The club has exhibited at many area venues including the National Press Club (located in the National Press Building), and partners with local charities to provide photographic services.
In 2006, these included the Tulip Festival (Ottawa), Canada Dance Festival, Ottawa Chamber Music Festival, Ottawa Bluesfest, Ottawa Dragon Boat Race Festival and Hope Volleyball. The festival partnerships resulted in several media uses of the photographs, including a spread by the Ottawa Citizen.

Partnering with festivals is now limited to the Ottawa Chamber Music Festival.

Competitions and Rank 

Photographic competitions are run throughout the year, approximately monthly. These include an annual regional inter-club competition and the Bruce Wilson Memorial Trophy (which features entries of a set of five related black-and-white prints). Special interest groups run competitions or showcases as well, including the Nature Fall Challenge and the Urban Spring Creative Challenge.

Members acquire rank by consistently succeeding in the club competitions. Ranks range from Junior through Intermediate to Senior to Master. In the entire history of the club, there have only been two members that have attained the rank of Master. Jim Sutton and Yannis Souris.

History 

The RA Photo Club was founded in 1939 as the "RA Camera Club", its first chairperson being Doug White of the National Film Board of Canada and met at 30 Rideau St. near the Government Conference Centre (then Union Station). In 1951 color slides were introduced and prints began to be exhibited in local theatres and department stores. The club moved to its current location at the RA Centre in 1962.
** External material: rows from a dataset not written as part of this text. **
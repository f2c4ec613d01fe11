//! Serialized payload handed from the host into the bootstrap.
//!
//! Envelope layout (little-endian):
//! ```text
//! ┌───────────────────────┐
//! │ magic: u32            │  <- 0x48425249 "HBRI"
//! │ version: u16          │
//! │ channel: str16        │  <- u16 length + UTF-8 bytes
//! │ host_pid: u32         │
//! │ module_path: str16    │
//! │ module_identity: str16│
//! │ arg_count: u16        │
//! │ args: (u32 len + blob)* │
//! └───────────────────────┘
//! ```
//!
//! Each argument blob is an independently decodable tagged value, so the
//! bootstrap can defer argument decoding until after the user module is
//! loaded without the envelope caring what is inside.

use thiserror::Error;

/// Magic value identifying a remote-info envelope ("HBRI")
pub const ENVELOPE_MAGIC: u32 = 0x48425249;

/// Current envelope version
pub const ENVELOPE_VERSION: u16 = 1;

#[derive(Debug, Error, Clone, Copy, PartialEq, Eq)]
pub enum WireError {
    #[error("buffer truncated")]
    Truncated,

    #[error("bad envelope magic {0:#010x}")]
    BadMagic(u32),

    #[error("unsupported envelope version {0}")]
    BadVersion(u16),

    #[error("unknown value tag {0}")]
    UnknownTag(u8),

    #[error("invalid UTF-8 in string field")]
    InvalidUtf8,

    #[error("invalid bool byte {0}")]
    InvalidBool(u8),

    #[error("trailing bytes after value")]
    TrailingBytes,
}

/// Cursor over a byte buffer for decoding.
struct Reader<'a> {
    buf: &'a [u8],
    pos: usize,
}

impl<'a> Reader<'a> {
    fn new(buf: &'a [u8]) -> Self {
        Self { buf, pos: 0 }
    }

    fn remaining(&self) -> usize {
        self.buf.len() - self.pos
    }

    fn take(&mut self, n: usize) -> Result<&'a [u8], WireError> {
        if self.remaining() < n {
            return Err(WireError::Truncated);
        }
        let slice = &self.buf[self.pos..self.pos + n];
        self.pos += n;
        Ok(slice)
    }

    fn u8(&mut self) -> Result<u8, WireError> {
        Ok(self.take(1)?[0])
    }

    fn u16(&mut self) -> Result<u16, WireError> {
        Ok(u16::from_le_bytes(self.take(2)?.try_into().unwrap()))
    }

    fn u32(&mut self) -> Result<u32, WireError> {
        Ok(u32::from_le_bytes(self.take(4)?.try_into().unwrap()))
    }

    fn u64(&mut self) -> Result<u64, WireError> {
        Ok(u64::from_le_bytes(self.take(8)?.try_into().unwrap()))
    }

    fn str16(&mut self) -> Result<String, WireError> {
        let len = self.u16()? as usize;
        let bytes = self.take(len)?;
        String::from_utf8(bytes.to_vec()).map_err(|_| WireError::InvalidUtf8)
    }
}

fn put_str16(out: &mut Vec<u8>, s: &str) {
    out.extend_from_slice(&(s.len() as u16).to_le_bytes());
    out.extend_from_slice(s.as_bytes());
}

/// Decoded injection parameters, owned for the lifetime of one bootstrap
/// invocation. User arguments stay as raw blobs until the module is loaded.
#[derive(Debug, Clone, PartialEq, Eq)]
pub struct RemoteInfo {
    /// Control channel identifier, globally unique per injection session
    pub channel_name: String,
    /// PID of the process that performed the injection
    pub host_pid: u32,
    /// File path of the user module (private deployment)
    pub module_path: String,
    /// Logical name of the user module (searched deployment); may be empty
    pub module_identity: String,
    /// Independently serialized user arguments, in call order
    pub user_args: Vec<Vec<u8>>,
}

impl RemoteInfo {
    /// Serialize into an envelope for the remote parameter block.
    pub fn encode(&self) -> Vec<u8> {
        let mut out = Vec::with_capacity(64);
        out.extend_from_slice(&ENVELOPE_MAGIC.to_le_bytes());
        out.extend_from_slice(&ENVELOPE_VERSION.to_le_bytes());
        put_str16(&mut out, &self.channel_name);
        out.extend_from_slice(&self.host_pid.to_le_bytes());
        put_str16(&mut out, &self.module_path);
        put_str16(&mut out, &self.module_identity);
        out.extend_from_slice(&(self.user_args.len() as u16).to_le_bytes());
        for arg in &self.user_args {
            out.extend_from_slice(&(arg.len() as u32).to_le_bytes());
            out.extend_from_slice(arg);
        }
        out
    }

    /// Decode an envelope copied out of the remote parameter block.
    pub fn decode(bytes: &[u8]) -> Result<Self, WireError> {
        let mut r = Reader::new(bytes);

        let magic = r.u32()?;
        if magic != ENVELOPE_MAGIC {
            return Err(WireError::BadMagic(magic));
        }
        let version = r.u16()?;
        if version != ENVELOPE_VERSION {
            return Err(WireError::BadVersion(version));
        }

        let channel_name = r.str16()?;
        let host_pid = r.u32()?;
        let module_path = r.str16()?;
        let module_identity = r.str16()?;

        let arg_count = r.u16()? as usize;
        let mut user_args = Vec::with_capacity(arg_count.min(64));
        for _ in 0..arg_count {
            let len = r.u32()? as usize;
            user_args.push(r.take(len)?.to_vec());
        }

        Ok(Self {
            channel_name,
            host_pid,
            module_path,
            module_identity,
            user_args,
        })
    }
}

/// A single user argument, self-describing on the wire.
///
/// Tag byte followed by the value bytes; strings are u16 length-prefixed,
/// byte blobs u32 length-prefixed.
#[derive(Debug, Clone, PartialEq)]
pub enum PluginValue {
    Null,
    Bool(bool),
    I32(i32),
    I64(i64),
    U64(u64),
    F64(f64),
    Str(String),
    Bytes(Vec<u8>),
}

const TAG_NULL: u8 = 0;
const TAG_BOOL: u8 = 1;
const TAG_I32: u8 = 2;
const TAG_I64: u8 = 3;
const TAG_U64: u8 = 4;
const TAG_F64: u8 = 5;
const TAG_STR: u8 = 6;
const TAG_BYTES: u8 = 7;

impl PluginValue {
    /// Serialize into a standalone argument blob.
    pub fn encode(&self) -> Vec<u8> {
        let mut out = Vec::with_capacity(16);
        match self {
            PluginValue::Null => out.push(TAG_NULL),
            PluginValue::Bool(v) => {
                out.push(TAG_BOOL);
                out.push(*v as u8);
            }
            PluginValue::I32(v) => {
                out.push(TAG_I32);
                out.extend_from_slice(&v.to_le_bytes());
            }
            PluginValue::I64(v) => {
                out.push(TAG_I64);
                out.extend_from_slice(&v.to_le_bytes());
            }
            PluginValue::U64(v) => {
                out.push(TAG_U64);
                out.extend_from_slice(&v.to_le_bytes());
            }
            PluginValue::F64(v) => {
                out.push(TAG_F64);
                out.extend_from_slice(&v.to_le_bytes());
            }
            PluginValue::Str(v) => {
                out.push(TAG_STR);
                put_str16(&mut out, v);
            }
            PluginValue::Bytes(v) => {
                out.push(TAG_BYTES);
                out.extend_from_slice(&(v.len() as u32).to_le_bytes());
                out.extend_from_slice(v);
            }
        }
        out
    }

    /// Decode a standalone argument blob. The blob must contain exactly one
    /// value; trailing bytes are rejected.
    pub fn decode(bytes: &[u8]) -> Result<Self, WireError> {
        let mut r = Reader::new(bytes);
        let value = match r.u8()? {
            TAG_NULL => PluginValue::Null,
            TAG_BOOL => match r.u8()? {
                0 => PluginValue::Bool(false),
                1 => PluginValue::Bool(true),
                other => return Err(WireError::InvalidBool(other)),
            },
            TAG_I32 => PluginValue::I32(r.u32()? as i32),
            TAG_I64 => PluginValue::I64(r.u64()? as i64),
            TAG_U64 => PluginValue::U64(r.u64()?),
            TAG_F64 => PluginValue::F64(f64::from_bits(r.u64()?)),
            TAG_STR => PluginValue::Str(r.str16()?),
            TAG_BYTES => {
                let len = r.u32()? as usize;
                PluginValue::Bytes(r.take(len)?.to_vec())
            }
            other => return Err(WireError::UnknownTag(other)),
        };
        if r.remaining() != 0 {
            return Err(WireError::TrailingBytes);
        }
        Ok(value)
    }

    /// Name of the runtime kind, for mismatch diagnostics.
    pub fn kind_name(&self) -> &'static str {
        match self {
            PluginValue::Null => "null",
            PluginValue::Bool(_) => "bool",
            PluginValue::I32(_) => "i32",
            PluginValue::I64(_) => "i64",
            PluginValue::U64(_) => "u64",
            PluginValue::F64(_) => "f64",
            PluginValue::Str(_) => "str",
            PluginValue::Bytes(_) => "bytes",
        }
    }
}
In 1970, Special interest focus groups of the club began with a Nature group in 1970.

Over the years the club has added facilities, including a darkroom in 1951, a portrait studio in 1955, audio-visual capability in 1978 and a digital lab in 2002. Recorded historical membership levels include: 50 in 1958, 90 in 1965, 200 in 1999 and over 250 in 2006.

Recent Activity 
2007 - Peter Juranka was recently a featured artist in Ottawa Life Magazine.

2007 - Three club members, Bill Young, Peter Juranka and Mike (Binary Rhyme) Heffernan scored honorable mentions in the Canadian Association for Photographic Art's Canadian national digital photography competition.

2006 - One of its members, Henry Fernando, was a top three finalist in a worldwide Popular Photography Magazine "Photographer of the Year 2006 " competition.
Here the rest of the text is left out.